今のところ朝日新聞だけの特ダネのようですが、本日(7月4日)に開催される審議会において、経済産業省と環境省が「家電の不法投棄が増えたり、回収率が減少すると、リサイクル料金を後払いから前払いに変更」の検討に入るとのことです。
2014年7月3日21時11分 朝日新聞DIGITAL 家電リサイクル目標設定へ 下回れば購入時支払いも視野
テレビや冷蔵庫などリサイクルが義務づけられている家電4品目について、環境省と経済産業省は、適正な処理を進めるため、回収率の目標を新たに設ける方針を固めた。リサイクル料金は家電を手放す際に払う仕組みだが、不法投棄などにつながっているとの指摘があるため、目標を大幅に下回るようなら「前払い方式」への変更を検討する。
4日、家電リサイクル制度の見直しを検討している中央環境審議会と産業構造審議会の合同会合で示す。当面は95%を目安として秋にも目標値を決め、不適正処理を取り締まったり、正規ルートでの廃棄を呼びかけたりする。
2001年4月に施行された家電リサイクル法では、テレビ、エアコン、冷蔵庫・冷凍庫、洗濯機の4品目を対象に小売店に収集・運搬の義務、メーカーにリサイクルの義務を課し、消費者は販売店に渡す際に、リサイクル料と収集・運搬料を支払っている。
これらの家電は法律ができる前は廃棄物処分場に埋められていたが、06年ごろにはリサイクルやリユースされた割合(回収率)が8割前後に。12年度の推計では約92%に上る。
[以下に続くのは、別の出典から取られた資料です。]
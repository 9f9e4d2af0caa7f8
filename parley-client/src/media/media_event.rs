use bytes::Bytes;
use parley_core::IceCandidate;

/// Peer connection state as reported to callers.
#[derive(Debug, Clone, Copy, PartialEq, Eq)]
pub enum ConnectionState {
    New,
    Connecting,
    Connected,
    Disconnected,
    Failed,
    Closed,
}

/// Events the media engine emits for the session loop.
#[derive(Debug, Clone)]
pub enum MediaEvent {
    /// A local ICE candidate was gathered and must reach the remote peer.
    LocalCandidate(IceCandidate),

    ConnectionStateChanged(ConnectionState),

    /// Payload received on the data channel.
    DataReceived(Bytes),
}
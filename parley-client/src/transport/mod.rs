mod relay_transport;
mod transport_event;

pub use relay_transport::*;
pub use transport_event::*;
use parley_core::PeerIdentity;
use std::time::Duration;

#[derive(Debug, Clone)]
pub struct SessionConfig {
    pub channel_name: String,
    /// How long the remote identity may stay un-finalized.
    pub negotiation_timeout: Duration,
    pub timeout_check_interval: Duration,
    /// Upper bound for reaching the relay, handshake included.
    pub connect_timeout: Duration,
    /// Identity a viewer files its single master under.
    pub master_alias: PeerIdentity,
}

impl SessionConfig {
    pub fn for_channel(channel_name: impl Into<String>) -> Self {
        Self {
            channel_name: channel_name.into(),
            ..Default::default()
        }
    }
}

impl Default for SessionConfig {
    fn default() -> Self {
        Self {
            channel_name: String::new(),
            negotiation_timeout: Duration::from_secs(30),
            timeout_check_interval: Duration::from_secs(1),
            connect_timeout: Duration::from_secs(10),
            master_alias: PeerIdentity::from("MASTER"),
        }
    }
}
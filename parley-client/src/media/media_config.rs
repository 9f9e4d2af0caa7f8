use parley_core::IceServerConfig;

#[derive(Debug, Clone)]
pub struct MediaConfig {
    /// Used when the channel resolver returns no ICE servers.
    pub fallback_ice_servers: Vec<IceServerConfig>,
    pub data_channel_label: String,
    /// Open a data channel before the viewer's offer so the offer carries an
    /// application section even without local media.
    pub offer_data_channel: bool,
}

impl Default for MediaConfig {
    fn default() -> Self {
        Self {
            fallback_ice_servers: vec![IceServerConfig::stun("stun:stun.l.google.com:19302")],
            data_channel_label: "parley".to_owned(),
            offer_data_channel: true,
        }
    }
}
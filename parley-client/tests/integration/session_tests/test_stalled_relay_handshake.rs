use std::sync::Arc;
use std::time::Duration;

use parley_client::{Role, SessionConfig, SessionEvent};

use crate::integration::init_tracing;
use crate::integration::session_tests::{TEST_CHANNEL, controller_for};
use crate::utils::{MockMediaEngineFactory, SIGNAL_TIMEOUT_MS, SilentRelay, wait_for_event};

#[tokio::test]
async fn test_stop_returns_while_handshake_is_pending() {
    init_tracing();

    let relay = SilentRelay::start().await;
    let media = MockMediaEngineFactory::new("master");
    let engine = media.engine();
    let mut controller = controller_for(
        &relay.url(),
        SessionConfig::for_channel(TEST_CHANNEL),
        Arc::new(media),
    );

    let mut events = controller
        .start(Role::Master, "master-1".into())
        .await
        .expect("session spawned");

    // Let the session reach the upgrade request
    tokio::time::sleep(Duration::from_millis(200)).await;
    assert!(controller.is_running());

    tokio::time::timeout(Duration::from_secs(3), controller.stop())
        .await
        .expect("stop() must not wait for the relay handshake");

    wait_for_event(&mut events, SIGNAL_TIMEOUT_MS, |e| *e == SessionEvent::Stopped)
        .await
        .expect("session stopped");
    assert!(engine.is_closed().await);
    assert!(!controller.is_running());
}

#[tokio::test]
async fn test_unanswered_handshake_times_out() {
    init_tracing();

    let relay = SilentRelay::start().await;
    let config = SessionConfig {
        connect_timeout: Duration::from_millis(300),
        ..SessionConfig::for_channel(TEST_CHANNEL)
    };
    let mut controller = controller_for(
        &relay.url(),
        config,
        Arc::new(MockMediaEngineFactory::new("viewer")),
    );

    let mut events = controller
        .start(Role::Viewer, "v1".into())
        .await
        .expect("session spawned");

    let event = wait_for_event(&mut events, SIGNAL_TIMEOUT_MS, |e| {
        matches!(e, SessionEvent::SignalingDisconnected { .. })
    })
    .await
    .expect("handshake timeout surfaced");
    match event {
        SessionEvent::SignalingDisconnected { reason } => {
            assert!(reason.contains("timed out"), "unexpected reason: {reason}")
        }
        other => panic!("Expected disconnect, got {other:?}"),
    }

    wait_for_event(&mut events, SIGNAL_TIMEOUT_MS, |e| *e == SessionEvent::Stopped)
        .await
        .expect("session stopped");
}
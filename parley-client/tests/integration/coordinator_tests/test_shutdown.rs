use parley_client::{NegotiationError, NegotiationMessage, PeerIdentity, PeerState, Role};

use crate::integration::{candidate, create_test_coordinator, init_tracing};

#[tokio::test]
async fn test_shutdown_clears_state_and_closes_engine() {
    init_tracing();

    let t = create_test_coordinator(Role::Master, "master-1");
    let viewer = PeerIdentity::from("v1");
    let late = PeerIdentity::from("v2");

    t.coordinator
        .on_remote_message(NegotiationMessage::Offer {
            sdp: "viewer-offer".to_owned(),
            sender_id: viewer.clone(),
        })
        .await
        .unwrap();
    t.coordinator.submit_candidate(late.clone(), candidate(1)).await;

    t.coordinator.shutdown().await;

    assert!(t.coordinator.is_shut_down().await);
    assert!(t.engine.is_closed().await);
    assert_eq!(t.coordinator.remote_identity().await, None);
    assert_eq!(t.coordinator.peer_state(&viewer).await, PeerState::Unknown);
    assert_eq!(t.coordinator.pending_candidates(&late).await, 0);
}

#[tokio::test]
async fn test_everything_after_shutdown_is_a_no_op() {
    init_tracing();

    let t = create_test_coordinator(Role::Master, "master-1");
    let viewer = PeerIdentity::from("v1");

    t.coordinator.shutdown().await;
    let calls_at_shutdown = t.engine.calls().await;

    let result = t
        .coordinator
        .on_remote_message(NegotiationMessage::Offer {
            sdp: "late-offer".to_owned(),
            sender_id: viewer.clone(),
        })
        .await;
    assert!(matches!(result, Err(NegotiationError::ShutDown)));

    t.coordinator.submit_candidate(viewer.clone(), candidate(1)).await;
    t.coordinator.finalize_peer_connection(viewer.clone()).await;
    let local = t.coordinator.on_local_candidate_generated(candidate(2)).await;
    assert!(matches!(local, Err(NegotiationError::ShutDown)));

    // Second shutdown must not close the engine again
    t.coordinator.shutdown().await;

    assert_eq!(t.engine.calls().await, calls_at_shutdown);
    assert!(t.signaling.messages().await.is_empty());
    assert_eq!(t.coordinator.peer_state(&viewer).await, PeerState::Unknown);
}
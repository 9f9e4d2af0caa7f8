/// Negotiation progress of one remote identity within a call.
///
/// `Unknown -> AwaitingFinalize -> Finalized`; `Finalized` holds until shutdown.
#[derive(Debug, Clone, Copy, PartialEq, Eq)]
pub enum PeerState {
    Unknown,
    /// Seen an offer, answer or candidate, but no peer connection bound yet.
    AwaitingFinalize,
    /// Bound to the peer connection; candidates apply immediately.
    Finalized,
}
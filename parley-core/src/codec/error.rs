use thiserror::Error;

/// Why an inbound relay frame could not be turned into a [`NegotiationMessage`].
///
/// [`NegotiationMessage`]: crate::NegotiationMessage
#[derive(Debug, Clone, PartialEq, Eq, Error)]
pub enum DecodeError {
    #[error("malformed envelope: {0}")]
    MalformedEnvelope(String),

    #[error("malformed payload: {0}")]
    MalformedPayload(String),

    #[error("missing field `{0}`")]
    MissingField(&'static str),

    #[error("unknown action `{0}`")]
    UnknownAction(String),
}
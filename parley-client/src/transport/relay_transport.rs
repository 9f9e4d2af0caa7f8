use crate::error::TransportError;
use crate::signaling::SignalingOutput;
use crate::transport::TransportEvent;
use async_trait::async_trait;
use futures::{SinkExt, StreamExt};
use parley_core::NegotiationMessage;
use std::time::Duration;
use tokio::sync::{Mutex, mpsc};
use tokio::task::JoinHandle;
use tokio_tungstenite::connect_async;
use tokio_tungstenite::tungstenite::Message;
use tracing::{debug, error, info, warn};

const DISCONNECT_GRACE: Duration = Duration::from_secs(2);
const DEFAULT_CONNECT_TIMEOUT: Duration = Duration::from_secs(10);

/// One WebSocket connection to the relay. Pure I/O: frames in, frames out,
/// no retry. Whoever owns it decides what a disconnect means.
pub struct RelayTransport {
    url: String,
    connect_timeout: Duration,
    events: mpsc::Sender<TransportEvent>,
    outbound: Mutex<Option<mpsc::UnboundedSender<Message>>>,
    driver: Mutex<Option<JoinHandle<()>>>,
}

impl RelayTransport {
    pub fn new(url: impl Into<String>, events: mpsc::Sender<TransportEvent>) -> Self {
        Self {
            url: url.into(),
            connect_timeout: DEFAULT_CONNECT_TIMEOUT,
            events,
            outbound: Mutex::new(None),
            driver: Mutex::new(None),
        }
    }

    /// Bounds the TCP connect plus the WebSocket upgrade.
    pub fn with_connect_timeout(mut self, timeout: Duration) -> Self {
        self.connect_timeout = timeout;
        self
    }

    pub fn url(&self) -> &str {
        &self.url
    }

    /// Opens the socket. Failure is reported both as the returned error and
    /// as a [`TransportEvent::Disconnected`].
    pub async fn connect(&self) -> Result<(), TransportError> {
        let mut driver = self.driver.lock().await;
        if driver.is_some() {
            debug!("Relay transport already connected");
            return Ok(());
        }

        info!("Connecting to relay: {}", self.url);
        let attempt = tokio::time::timeout(self.connect_timeout, connect_async(self.url.as_str()));
        let ws_stream = match attempt.await {
            Ok(Ok((stream, _))) => stream,
            Ok(Err(e)) => return self.connect_failed(e.to_string()).await,
            Err(_) => {
                let reason = format!("handshake timed out after {:?}", self.connect_timeout);
                return self.connect_failed(reason).await;
            }
        };

        let (mut sender, mut receiver) = ws_stream.split();
        let (tx, mut rx) = mpsc::unbounded_channel::<Message>();
        *self.outbound.lock().await = Some(tx);

        let _ = self.events.send(TransportEvent::Connected).await;

        let events = self.events.clone();
        *driver = Some(tokio::spawn(async move {
            let mut send_task = tokio::spawn(async move {
                while let Some(msg) = rx.recv().await {
                    if let Err(e) = sender.send(msg).await {
                        return format!("send failed: {e}");
                    }
                }
                let _ = sender.close().await;
                "closed locally".to_owned()
            });

            let mut recv_task = tokio::spawn({
                let events = events.clone();
                async move {
                    while let Some(frame) = receiver.next().await {
                        match frame {
                            Ok(Message::Text(text)) => {
                                let _ = events
                                    .send(TransportEvent::Text(text.as_str().to_owned()))
                                    .await;
                            }
                            Ok(Message::Binary(data)) => {
                                let _ = events.send(TransportEvent::Binary(data)).await;
                            }
                            Ok(Message::Close(frame)) => {
                                return frame
                                    .map(|f| f.reason.as_str().to_owned())
                                    .filter(|r| !r.is_empty())
                                    .unwrap_or_else(|| "closed by relay".to_owned());
                            }
                            Ok(_) => {}
                            Err(e) => return format!("socket error: {e}"),
                        }
                    }
                    "relay stream ended".to_owned()
                }
            });

            let reason = tokio::select! {
                r = (&mut send_task) => {
                    recv_task.abort();
                    r.unwrap_or_else(|e| e.to_string())
                }
                r = (&mut recv_task) => {
                    send_task.abort();
                    r.unwrap_or_else(|e| e.to_string())
                }
            };

            info!("Relay disconnected: {}", reason);
            let _ = events.send(TransportEvent::Disconnected(reason)).await;
        }));

        Ok(())
    }

    async fn connect_failed(&self, reason: String) -> Result<(), TransportError> {
        error!("Relay connection failed: {}", reason);
        let _ = self
            .events
            .send(TransportEvent::Disconnected(reason.clone()))
            .await;
        Err(TransportError::ConnectFailed(reason))
    }

    /// Closes the socket and waits briefly for the connection tasks to end.
    pub async fn disconnect(&self) {
        if let Some(tx) = self.outbound.lock().await.take() {
            let _ = tx.send(Message::Close(None));
        }

        let Some(mut handle) = self.driver.lock().await.take() else {
            return;
        };
        if tokio::time::timeout(DISCONNECT_GRACE, &mut handle)
            .await
            .is_err()
        {
            warn!("Relay connection did not close in time, aborting");
            handle.abort();
        }
    }

    /// Queues a text frame. Never waits on the network.
    pub async fn send(&self, text: String) -> Result<(), TransportError> {
        let outbound = self.outbound.lock().await;
        let tx = outbound.as_ref().ok_or(TransportError::NotConnected)?;
        tx.send(Message::Text(text.into()))
            .map_err(|_| TransportError::NotConnected)
    }
}

#[async_trait]
impl SignalingOutput for RelayTransport {
    async fn send_message(&self, msg: NegotiationMessage) {
        let kind = msg.kind();
        let text = parley_core::encode(&msg);
        if let Err(e) = self.send(text).await {
            warn!("Dropping outgoing {}: {}", kind, e);
        }
    }
}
一方、残りは、不法投棄されていたり違法な回収業者によって不適正に処理されたりして問題になっている。
それでも過去に比べて回収率が下がったり、不法投棄が改善しなかったりする場合は、捨てる際に消費者の負担感の多いリサイクル料金の後払い方式から、購入時にする「前払い方式」に変えることを検討する。
解説の前に記事の表現の問題を指摘しておきますが、「正規ルートでの廃棄」や「捨てる」という表現はかなり乱暴です(苦笑)。
正確な表現としては、「正規ルートでの処分」とするべきです。
スラングとしては「捨てる」でも意味はとおりますが、違法に捨てているわけではないので、文章表現としては「処分する」と書くべきです。
不法投棄防止の観点からすると、リサイクル料金は後払いよりも前払いの方が絶対に効果的なのは間違いありません。
では、なぜ前払いではなく後払いになったのかについては、
家電の場合、製品の種類が雑多であり、モーター等の同じ部品であっても製造年によって解体のしやすさが格段に異なることが多いため、製品販売時に適切なリサイクルコストを見積もることが難しい、という理由がよく説明されます。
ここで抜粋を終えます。